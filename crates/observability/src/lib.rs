//! Tracing setup shared by processes embedding the queue.
//!
//! Queue operations emit spans named after the strategy method with `table`,
//! `queue` and `task_id` fields; the subscriber installed here decides where
//! they go.

pub mod tracing;

pub use crate::tracing::{init, init_for_tests};
//! Infrastructure layer: queue storage strategies over a database facade.
//!
//! A [`QueueShard`] binds one [`Database`] to the strategies of its dialect:
//! [`QueueDao`] for enqueue, delete and reenqueue, and [`QueuePickTaskDao`] for
//! the atomic claim of the next due task.

pub mod config;
pub mod dao;
pub mod database;
pub mod pick;
pub mod shard;
pub mod sql_cache;

pub use config::{QueueShardConfig, pick_settings_from_env, pick_settings_from_lookup};
pub use dao::{QueueDao, QueueDaoError, QueuePickTaskDao};
pub use database::{Database, DatabaseError, PgDatabase, RowMappingError};
#[cfg(any(test, feature = "testing"))]
pub use database::RecordingDatabase;
pub use shard::QueueShard;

---+---

What you have to do: Retype, exactly as shown, the lines from the one with "to the strategies" through the end of the records.

Answer below:
//! A [`QueueShard`] binds one [`Database`] to the strategies of its dialect:
//! [`QueueDao`] for enqueue, delete and reenqueue, and [`QueuePickTaskDao`] for
//! the atomic claim of the next due task.

pub mod config;
pub mod dao;
pub mod database;
pub mod pick;
pub mod shard;
pub mod sql_cache;

pub use config::{QueueShardConfig, pick_settings_from_env, pick_settings_from_lookup};
pub use dao::{QueueDao, QueueDaoError, QueuePickTaskDao};
pub use database::{Database, DatabaseError, PgDatabase, RowMappingError};
#[cfg(any(test, feature = "testing"))]
pub use database::RecordingDatabase;
pub use shard::QueueShard;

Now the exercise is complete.